** Records provided follows **
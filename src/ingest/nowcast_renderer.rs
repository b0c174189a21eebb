/// Rain Nowcast Renderer
///
/// The HKO rainfall nowcast page builds its time-series images with
/// JavaScript, so the image list is scraped by an external headless-browser
/// script. This module builds the page URL, runs the script, and decodes
/// its JSON output. The renderer itself is an opaque collaborator: it is
/// given a retry count and is expected to print
/// `[{"src": "...", "alt": "..."}, ...]` on stdout.

use std::path::PathBuf;
use std::process::Command;

use reqwest::Url;

use crate::model::{NowcastError, RainImage};

/// Anything that can turn a nowcast page URL into its image list.
pub trait RainImageSource {
    fn fetch_images(&self, url: &str, retry: u32) -> Result<Vec<RainImage>, NowcastError>;
}

/// Runs `<program> <script> <url> <retry>` and parses stdout.
#[derive(Debug, Clone)]
pub struct NodeRenderer {
    pub program: String,
    pub script: PathBuf,
}

impl NodeRenderer {
    pub fn new(program: impl Into<String>, script: impl Into<PathBuf>) -> Self {
        Self {
            program: program.into(),
            script: script.into(),
        }
    }
}

impl RainImageSource for NodeRenderer {
    fn fetch_images(&self, url: &str, retry: u32) -> Result<Vec<RainImage>, NowcastError> {
        let output = Command::new(&self.program)
            .arg(&self.script)
            .arg(url)
            .arg(retry.to_string())
            .output()?;

        if !output.status.success() {
            return Err(NowcastError::ExitStatus(output.status.to_string()));
        }

        parse_renderer_output(&output.stdout)
    }
}

/// Decodes the renderer's stdout.
pub fn parse_renderer_output(stdout: &[u8]) -> Result<Vec<RainImage>, NowcastError> {
    Ok(serde_json::from_slice(stdout)?)
}

/// Adds `lat`/`lon` to the nowcast page URL, keeping any existing query.
pub fn build_nowcast_url(base_url: &str, latitude: f64, longitude: f64) -> String {
    match Url::parse(base_url) {
        Ok(mut url) => {
            url.query_pairs_mut()
                .append_pair("lat", &latitude.to_string())
                .append_pair("lon", &longitude.to_string());
            url.to_string()
        }
        // Not a URL we can edit; let the renderer report it.
        Err(_) => base_url.to_string(),
    }
}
** End of Records provided **
Exercise details -
Search the entries for the string "page". Copy every line that has it.

Solution for this exercise -
/// The HKO rainfall nowcast page builds its time-series images with
/// script. This module builds the page URL, runs the script, and decodes
/// Anything that can turn a nowcast page URL into its image list.
/// Adds `lat`/`lon` to the nowcast page URL, keeping any existing query.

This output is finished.